Les membres du bureau exécutif du Conseil Supérieur Islamique de Centrafrique (CSISCA), ont échangé avec les cadres intellectuels musulmans de Centrafrique et les sympathisants, le dimanche 7 juin 2026 à Bangui. L’objectif est de faire le bilan à mi-parcours du bureau exécutif, mis en place depuis le 30 décembre 2025, et présenter les grands défis.
Ils étaient nombreux, ces intellectuels musulmans composés d’hommes et femmes ainsi que les sympathisants, à répondre présent à ce grand rendez-vous d’échange et de partage, avec le bureau exécutif du Conseil Supérieur Islamique de Centrafrique.

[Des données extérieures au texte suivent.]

//! Pinecone client: control-plane index lifecycle plus data-plane
//! upserts over the REST API.

use crate::domain::model::VectorRecord;
use crate::domain::ports::VectorStore;
use crate::utils::error::{IndexError, Result};
use async_trait::async_trait;
use reqwest::{Client, Response, StatusCode};
use serde::{Deserialize, Serialize};
use tokio::sync::OnceCell;

pub const DEFAULT_CONTROLLER_URL: &str = "https://api.pinecone.io";

const API_VERSION: &str = "2025-01";
const METRIC: &str = "cosine";
const SERVERLESS_CLOUD: &str = "aws";
const SERVERLESS_REGION: &str = "us-east-1";

pub struct PineconeStore {
    client: Client,
    controller_url: String,
    api_key: String,
    index_name: String,
    namespace: String,
    // Data-plane host, resolved from the describe/create response.
    host: OnceCell<String>,
}

#[derive(Debug, Deserialize)]
struct IndexDescription {
    #[allow(dead_code)]
    name: String,
    dimension: usize,
    metric: String,
    host: String,
}

#[derive(Serialize)]
struct CreateIndexRequest<'a> {
    name: &'a str,
    dimension: usize,
    metric: &'a str,
    spec: IndexSpec<'a>,
}

#[derive(Serialize)]
struct IndexSpec<'a> {
    serverless: ServerlessSpec<'a>,
}

#[derive(Serialize)]
struct ServerlessSpec<'a> {
    cloud: &'a str,
    region: &'a str,
}

#[derive(Serialize)]
struct UpsertRequest<'a> {
    vectors: &'a [VectorRecord],
    namespace: &'a str,
}

#[derive(Deserialize)]
struct UpsertResponse {
    #[serde(rename = "upsertedCount", default)]
    upserted_count: usize,
}

impl PineconeStore {
    pub fn new(
        controller_url: impl Into<String>,
        api_key: impl Into<String>,
        index_name: impl Into<String>,
        namespace: impl Into<String>,
    ) -> Self {
        let controller_url = controller_url.into().trim_end_matches('/').to_string();
        Self {
            client: Client::new(),
            controller_url,
            api_key: api_key.into(),
            index_name: index_name.into(),
            namespace: namespace.into(),
            host: OnceCell::new(),
        }
    }

    fn request(&self, builder: reqwest::RequestBuilder) -> reqwest::RequestBuilder {
        builder
            .header("Api-Key", &self.api_key)
            .header("X-Pinecone-API-Version", API_VERSION)
    }

    async fn error_from(response: Response) -> IndexError {
        let status = response.status().as_u16();
        let message = response.text().await.unwrap_or_default();
        IndexError::StoreError { status, message }
    }

    /// `GET /indexes/{name}`; `None` on 404.
    async fn describe_index(&self) -> Result<Option<IndexDescription>> {
        let url = format!("{}/indexes/{}", self.controller_url, self.index_name);
        let response = self.request(self.client.get(&url)).send().await?;

        if response.status() == StatusCode::NOT_FOUND {
            return Ok(None);
        }
        if !response.status().is_success() {
            return Err(Self::error_from(response).await);
        }

        Ok(Some(response.json().await?))
    }

    async fn create_index(&self, dimension: usize) -> Result<IndexDescription> {
        let url = format!("{}/indexes", self.controller_url);
        let body = CreateIndexRequest {
            name: &self.index_name,
            dimension,
            metric: METRIC,
            spec: IndexSpec {
                serverless: ServerlessSpec {
                    cloud: SERVERLESS_CLOUD,
                    region: SERVERLESS_REGION,
                },
            },
        };

        let response = self.request(self.client.post(&url)).json(&body).send().await?;
        if !response.status().is_success() {
            return Err(Self::error_from(response).await);
        }

        Ok(response.json().await?)
    }

    // Hosts come back bare ("index-xyz.svc.pinecone.io") from the live
    // service but may carry a scheme in other deployments.
    fn data_plane_url(host: &str) -> String {
        let host = host.trim_end_matches('/');
        if host.contains("://") {
            host.to_string()
        } else {
            format!("https://{}", host)
        }
    }

    async fn host(&self) -> Result<&String> {
        self.host
            .get_or_try_init(|| async {
                let description =
                    self.describe_index()
                        .await?
                        .ok_or_else(|| IndexError::StoreError {
                            status: 404,
                            message: format!("Index '{}' does not exist", self.index_name),
                        })?;
                Ok(Self::data_plane_url(&description.host))
            })
            .await
    }
}

#[async_trait]
impl VectorStore for PineconeStore {
    async fn ensure_index(&self, dimension: usize) -> Result<bool> {
        match self.describe_index().await? {
            Some(description) => {
                if description.dimension != dimension {
                    return Err(IndexError::ConfigError {
                        message: format!(
                            "Index '{}' has dimension {} but the embedder produces {}",
                            self.index_name, description.dimension, dimension
                        ),
                    });
                }
                if description.metric != METRIC {
                    tracing::warn!(
                        "Index '{}' uses metric '{}' instead of '{}'",
                        self.index_name,
                        description.metric,
                        METRIC
                    );
                }
                let _ = self.host.set(Self::data_plane_url(&description.host));
                Ok(false)
            }
            None => {
                let description = self.create_index(dimension).await?;
                let _ = self.host.set(Self::data_plane_url(&description.host));
                Ok(true)
            }
        }
    }

    async fn upsert(&self, records: &[VectorRecord]) -> Result<usize> {
        let url = format!("{}/vectors/upsert", self.host().await?);
        let body = UpsertRequest {
            vectors: records,
            namespace: &self.namespace,
        };

        let response = self.request(self.client.post(&url)).json(&body).send().await?;
        if !response.status().is_success() {
            return Err(Self::error_from(response).await);
        }

        let parsed: UpsertResponse = response.json().await?;
        Ok(parsed.upserted_count)
    }
}
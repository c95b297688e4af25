use async_trait::async_trait;
use httpmock::prelude::*;
use medbot_index::{
    ConfigProvider, DocumentSource, Embedder, IndexEngine, IndexError, IndexPipeline,
    PineconeStore, Result, SourceDocument,
};

struct StaticSource {
    docs: Vec<SourceDocument>,
}

#[async_trait]
impl DocumentSource for StaticSource {
    async fn load(&self) -> Result<Vec<SourceDocument>> {
        Ok(self.docs.clone())
    }
}

struct StubEmbedder;

impl Embedder for StubEmbedder {
    fn dimension(&self) -> usize {
        8
    }

    fn embed(&self, texts: &[String]) -> Result<Vec<Vec<f32>>> {
        Ok(texts.iter().map(|t| vec![t.len() as f32; 8]).collect())
    }
}

struct TestConfig;

impl ConfigProvider for TestConfig {
    fn data_dir(&self) -> &str {
        "data"
    }
    fn index_name(&self) -> &str {
        "medical-chatbot"
    }
    fn namespace(&self) -> &str {
        ""
    }
    fn chunk_size(&self) -> usize {
        500
    }
    fn chunk_overlap(&self) -> usize {
        20
    }
    fn batch_size(&self) -> usize {
        100
    }
}

fn docs() -> Vec<SourceDocument> {
    vec![
        SourceDocument {
            source: "data/gale_encyclopedia.pdf".to_string(),
            text: "Acetaminophen is used to treat mild pain and fever.".to_string(),
        },
        SourceDocument {
            source: "data/clinical_notes.pdf".to_string(),
            text: "Hypertension management starts with lifestyle changes.".to_string(),
        },
    ]
}

fn store_for(server: &MockServer) -> PineconeStore {
    PineconeStore::new(server.base_url(), "test-key", "medical-chatbot", "")
}

#[tokio::test]
async fn test_full_run_creates_index_and_upserts_all_chunks() {
    let server = MockServer::start();

    let describe_mock = server.mock(|when, then| {
        when.method(GET).path("/indexes/medical-chatbot");
        then.status(404);
    });

    let create_mock = server.mock(|when, then| {
        when.method(POST)
            .path("/indexes")
            .header("Api-Key", "test-key")
            .json_body_partial(r#"{"name": "medical-chatbot", "dimension": 8, "metric": "cosine"}"#);
        then.status(201).json_body(serde_json::json!({
            "name": "medical-chatbot",
            "dimension": 8,
            "metric": "cosine",
            "host": server.base_url()
        }));
    });

    let upsert_mock = server.mock(|when, then| {
        when.method(POST)
            .path("/vectors/upsert")
            .header("Api-Key", "test-key");
        then.status(200)
            .json_body(serde_json::json!({"upsertedCount": 2}));
    });

    let pipeline = IndexPipeline::new(
        StaticSource { docs: docs() },
        StubEmbedder,
        store_for(&server),
        TestConfig,
    );
    let mut engine = IndexEngine::new(pipeline);
    let report = engine.run().await.unwrap();

    // Both documents fit into a single chunk each at chunk_size 500.
    assert!(report.index_created);
    assert_eq!(report.chunks_upserted, 2);
    assert!(report.author_record_added);

    describe_mock.assert();
    create_mock.assert();
    // One batched chunk upsert plus the author-attribution upsert.
    assert_eq!(upsert_mock.hits(), 2);
}

#[tokio::test]
async fn test_full_run_does_not_recreate_existing_index() {
    let server = MockServer::start();

    server.mock(|when, then| {
        when.method(GET).path("/indexes/medical-chatbot");
        then.status(200).json_body(serde_json::json!({
            "name": "medical-chatbot",
            "dimension": 8,
            "metric": "cosine",
            "host": server.base_url()
        }));
    });

    let create_mock = server.mock(|when, then| {
        when.method(POST).path("/indexes");
        then.status(201);
    });

    let upsert_mock = server.mock(|when, then| {
        when.method(POST).path("/vectors/upsert");
        then.status(200)
            .json_body(serde_json::json!({"upsertedCount": 2}));
    });

    let pipeline = IndexPipeline::new(
        StaticSource { docs: docs() },
        StubEmbedder,
        store_for(&server),
        TestConfig,
    );
    let mut engine = IndexEngine::new(pipeline);
    let report = engine.run().await.unwrap();

    assert!(!report.index_created);
    assert_eq!(report.chunks_upserted, 2);
    assert_eq!(create_mock.hits(), 0);
    assert_eq!(upsert_mock.hits(), 2);
}

#[tokio::test]
async fn test_full_run_fails_when_upsert_is_rejected() {
    let server = MockServer::start();

    server.mock(|when, then| {
        when.method(GET).path("/indexes/medical-chatbot");
        then.status(200).json_body(serde_json::json!({
            "name": "medical-chatbot",
            "dimension": 8,
            "metric": "cosine",
            "host": server.base_url()
        }));
    });

    server.mock(|when, then| {
        when.method(POST).path("/vectors/upsert");
        then.status(403).body("quota exceeded");
    });

    let pipeline = IndexPipeline::new(
        StaticSource { docs: docs() },
        StubEmbedder,
        store_for(&server),
        TestConfig,
    );
    let mut engine = IndexEngine::new(pipeline);
    let err = engine.run().await.unwrap_err();

    assert!(matches!(err, IndexError::StoreError { status: 403, .. }));
}

#[tokio::test]
async fn test_full_run_fails_with_empty_corpus_before_touching_the_index() {
    let server = MockServer::start();

    let describe_mock = server.mock(|when, then| {
        when.method(GET).path("/indexes/medical-chatbot");
        then.status(404);
    });

    let pipeline = IndexPipeline::new(
        StaticSource { docs: vec![] },
        StubEmbedder,
        store_for(&server),
        TestConfig,
    );
    let mut engine = IndexEngine::new(pipeline);
    let err = engine.run().await.unwrap_err();

    assert!(matches!(err, IndexError::ProcessingError { .. }));
    assert_eq!(describe_mock.hits(), 0);
}
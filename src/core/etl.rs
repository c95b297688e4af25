use crate::core::{IndexReport, Pipeline};
use crate::utils::error::Result;
use crate::utils::monitor::SystemMonitor;

/// Drives one full extract → transform → load pass and logs stage
/// progress along the way.
pub struct IndexEngine<P: Pipeline> {
    pipeline: P,
    monitor: SystemMonitor,
}

impl<P: Pipeline> IndexEngine<P> {
    pub fn new(pipeline: P) -> Self {
        Self {
            pipeline,
            monitor: SystemMonitor::new(false),
        }
    }

    pub fn new_with_monitoring(pipeline: P, monitor_enabled: bool) -> Self {
        Self {
            pipeline,
            monitor: SystemMonitor::new(monitor_enabled),
        }
    }

    pub async fn run(&mut self) -> Result<IndexReport> {
        tracing::info!("Starting index build...");

        tracing::info!("Extracting documents...");
        let raw_data = self.pipeline.extract().await?;
        tracing::info!("Extracted {} documents", raw_data.len());
        self.monitor.log_stats("Extract");

        tracing::info!("Splitting text into chunks...");
        let transformed = self.pipeline.transform(raw_data).await?;
        tracing::info!(
            "Split {} documents into {} chunks",
            transformed.documents_in,
            transformed.chunks.len()
        );
        self.monitor.log_stats("Transform");

        tracing::info!("Embedding and upserting into the vector index...");
        let report = self.pipeline.load(transformed).await?;
        tracing::info!(
            "Upserted {} chunks (index created: {})",
            report.chunks_upserted,
            report.index_created
        );
        self.monitor.log_stats("Load");
        self.monitor.log_final_stats();

        Ok(report)
    }
}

Dans son mot de circonstance, le Président du Conseil Supérieur Islamique de Centrafrique, Imam Abdoulaye Ouasselegué, a exhorté ses pairs à plus de solidarité, afin de permettre au bureau d’exercer conformément, selon la lettre de mission qui lui ai assignée. «Comme vous le savez, le bureau du Conseil Supérieur Islamique de Centrafrique, a été mis en place depuis le 30 décembre 2025, et nous avons travaillé. Il est temps que nous fassions ce qu’on appelle le bilan à mi-parcours avec les cadres intellectuels et les sympathisants et leur présenter les défis. C’est une occasion pour nous de recueillir les propositions, suggestions et aussi les critiques, afin d’améliorer notre travail et d’avancer dans la bonne direction. C’est aussi l’occasion pour nous de présenter, malgré les difficultés, que nous ne sommes pas restés bras croisés. On a travaillé et nous voulons votre accompagnement, qui se traduit par des soutiens multiformes», a-t-il évoqué.
Selon les participants, il est important que le bureau fonctionne normalement et trouve un local digne de ce nom pour représenter la communauté. De ce fait, des fortes recommandations ont été formulées, entre autres, «Le CSISCA est une et indivisible, et doit avoir un siège pour l’organisation et les moyens pour le fonctionnement de l’organisation».
De cette recommandation forte, l’idée de la mise en place d’un mécanisme dans les jours à venir, afin de mobiliser les ressources nécessaires y est évoqué dans ce sens.
Ces participants n’ont pas hésité de présenter leur déception vis-à-vis des agitateurs en contradiction avec les textes de base de cette organisation. Selon l’article 101 de Statut et Règlement Intérieur du CSISCA dispose «En temps normal, le membres de tout organisation du CSISCA dont le mandat serait arrivé à l’expiration sont déchu de tous leurs droit, titres et prérogatives. Les décision prise par eux dans ce cas sont nulles et de nul effet, sauf cas de force majeure…».
L’article 73 a ajouté qu’«En cas de vacances de poste à la présidence du CSISCA pour les motifs cités à l’Article 64 alinéa 1, et 2 ci-dessous, le Conseil d’Administration convoque une Assemblée Générale Extraordinaire pour y pourvoir». Or, ce n’est pas le cas. Le Conseil d’Administration qui, est garant des textes, ignore son rôle. Ce qui a occasionné un vide juridique.
Cette rencontre du genre, est fortement appréciée par les participants qui, selon eux, n’est pas la première, ni la dernière pour permettre de comprendre les enjeux de l’heure.